Après trois ans d’exercice, le franchisé a informé le franchiseur de la cessation son activité principale sous l’enseigne du franchiseur avant le terme du contrat de franchise, sans pour autant que ce dernier ne prenne fin.

L’année suivante, le franchisé a assigné le franchiseur devant le Tribunal de commerce de Paris afin d’engager sa responsabilité délictuelle et contractuelle.

Le franchisé reprochait au franchiseur d’avoir manqué à son obligation d’information précontractuelle, violé la clause d’exclusivité et résilié abusivement le contrat de franchise.

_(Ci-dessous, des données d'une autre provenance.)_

use strsim::sorensen_dice;

/// Lowercases a column name and folds `_`/`-` and repeated whitespace into
/// single spaces, so "hair_type" and "Type of Hair" compare on equal terms.
pub(crate) fn normalize_key(key: &str) -> String {
    let mut normalized = String::with_capacity(key.len());
    let mut last_was_space = true;
    for ch in key.chars() {
        if ch == '_' || ch == '-' || ch.is_whitespace() {
            if !last_was_space {
                normalized.push(' ');
                last_was_space = true;
            }
        } else {
            for lower in ch.to_lowercase() {
                normalized.push(lower);
            }
            last_was_space = false;
        }
    }
    if normalized.ends_with(' ') {
        normalized.pop();
    }
    normalized
}

/// Normalized similarity between two column names on a 0-1 scale.
pub(crate) fn key_similarity(a: &str, b: &str) -> f64 {
    sorensen_dice(&normalize_key(a), &normalize_key(b))
}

Suite à cette assignation, le franchiseur a rappelé au franchisé son obligation contractuelle d’exploiter le point de vente jusqu’au terme du contrat.

En l’absence de changement, le franchiseur a procédé à la résiliation anticipée du contrat de franchise aux torts exclusifs du franchisé.

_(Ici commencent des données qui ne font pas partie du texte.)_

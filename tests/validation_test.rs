use std::collections::HashMap;

use tridosha::{
    Attribute, AttributeRecord, CategoryEncoder, DecisionTree, Dosha, DoshaPredictor,
    PipelineError, RandomForest, RecommendationBundle, ReconcilerConfig, SchemaRegistry,
    StandardScaler, TreeNode,
};

fn test_registry() -> SchemaRegistry {
    let feature_names: Vec<String> = Attribute::ALL
        .iter()
        .map(|a| a.canonical_name().to_string())
        .collect();
    let mut encoders = HashMap::new();
    for attribute in Attribute::ALL {
        let mut classes: Vec<String> = attribute.domain().iter().map(|s| s.to_string()).collect();
        classes.sort();
        encoders.insert(
            attribute.canonical_name().to_string(),
            CategoryEncoder::new(classes).unwrap(),
        );
    }
    let dosha_encoder = CategoryEncoder::new(vec![
        "Kapha".to_string(),
        "Pitta".to_string(),
        "Vata".to_string(),
    ])
    .unwrap();
    SchemaRegistry::from_parts(
        feature_names,
        encoders,
        StandardScaler::new(vec![1.0; 22], vec![0.5; 22]).unwrap(),
        Some(dosha_encoder),
    )
    .unwrap()
}

fn leaf_model(class: usize) -> RandomForest {
    RandomForest::new(
        22,
        3,
        vec![DecisionTree { nodes: vec![TreeNode::Leaf { class }] }],
    )
    .unwrap()
}

fn full_record(dosha: Dosha) -> AttributeRecord {
    let mut record = AttributeRecord::new();
    for attribute in Attribute::ALL {
        record.insert(attribute.canonical_name(), attribute.domain()[dosha.index()]);
    }
    record
}

#[test]
fn test_empty_record_is_a_validation_error() {
    let predictor = DoshaPredictor::builder()
        .with_components(test_registry(), leaf_model(0))
        .unwrap()
        .build()
        .unwrap();

    let result = predictor.predict(&AttributeRecord::new());
    assert!(matches!(result, Err(PipelineError::Validation(_))));
}

#[test]
fn test_build_without_artifacts_fails() {
    let result = DoshaPredictor::builder().build();
    assert!(matches!(result, Err(PipelineError::SchemaLoad(_))));
}

#[test]
fn test_cutoff_outside_unit_range_fails() {
    for cutoff in [-0.1, 1.5] {
        let result = DoshaPredictor::builder()
            .with_components(test_registry(), leaf_model(0))
            .unwrap()
            .with_reconciler_config(ReconcilerConfig { similarity_cutoff: cutoff })
            .build();
        assert!(matches!(result, Err(PipelineError::Validation(_))));
    }
}

#[test]
fn test_strict_cutoff_rejects_renames() {
    let predictor = DoshaPredictor::builder()
        .with_components(test_registry(), leaf_model(0))
        .unwrap()
        .with_reconciler_config(ReconcilerConfig { similarity_cutoff: 0.99 })
        .build()
        .unwrap();

    let record = full_record(Dosha::Vata);
    let value = record.get("Type of Hair").unwrap().to_string();
    let mut drifted = AttributeRecord::new();
    for (key, val) in record.iter() {
        if key != "Type of Hair" {
            drifted.insert(key, val);
        }
    }
    drifted.insert("hair_type", value);

    // "hair_type" scores well below 0.99 against "Type of Hair", so the
    // feature stays missing and encoding reports it.
    match predictor.predict(&drifted) {
        Err(PipelineError::IncompleteFeature(feature)) => assert_eq!(feature, "Type of Hair"),
        other => panic!("expected IncompleteFeature, got {:?}", other),
    }
}

#[test]
fn test_custom_recommendations_are_used() {
    let mut table = HashMap::new();
    table.insert(
        Dosha::Vata,
        RecommendationBundle {
            food_recommended: vec!["warm oats".to_string()],
            food_avoid: vec!["iced drinks".to_string()],
            exercise: vec!["walking".to_string()],
            lifestyle: vec!["early nights".to_string()],
        },
    );

    // Leaf class 2 decodes to "Vata" under the alphabetical label encoder.
    let predictor = DoshaPredictor::builder()
        .with_components(test_registry(), leaf_model(2))
        .unwrap()
        .with_recommendations(table)
        .build()
        .unwrap();

    let assessment = predictor.assess(&full_record(Dosha::Vata)).unwrap();
    assert_eq!(assessment.prediction.label, "Vata");
    assert_eq!(assessment.recommendations.food_recommended, vec!["warm oats"]);
}

#[test]
fn test_rule_based_path_is_model_free() {
    let predictor = DoshaPredictor::builder()
        .with_components(test_registry(), leaf_model(0))
        .unwrap()
        .build()
        .unwrap();

    // The model always answers Kapha (class 0), but the rule-based path
    // still recovers Vata from the raw record.
    let record = full_record(Dosha::Vata);
    let prediction = predictor.predict(&record).unwrap();
    assert_eq!(prediction.label, "Kapha");

    let (rule_label, scores) = predictor.rule_based_dosha(&record);
    assert_eq!(rule_label, Dosha::Vata);
    assert_eq!(scores.vata, 22);
    assert_eq!(prediction.rule_scores, scores);
}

En première instance, le Tribunal de commerce de Paris a condamné le franchiseur à indemniser le franchisé pour le préjudice moral subi mais il a considéré que (i) l’absence de document d’information précontractuelle (DIP) n’avait pas occasionné de préjudice au franchisé, (ii) que le franchiseur n’avait pas violé son obligation d’exclusivité et (iii) qu’il était en droit de résilier le contrat de franchise.

Le franchisé a interjeté appel et nous vous proposons d’analyser l’arrêt rendu par la cour d’appel de Paris le 22 mai 2024.

L’apport principal de cet arrêt porte sur le défaut de rentabilité reproché au franchiseur dans le cadre d’une activité de franchise hybride.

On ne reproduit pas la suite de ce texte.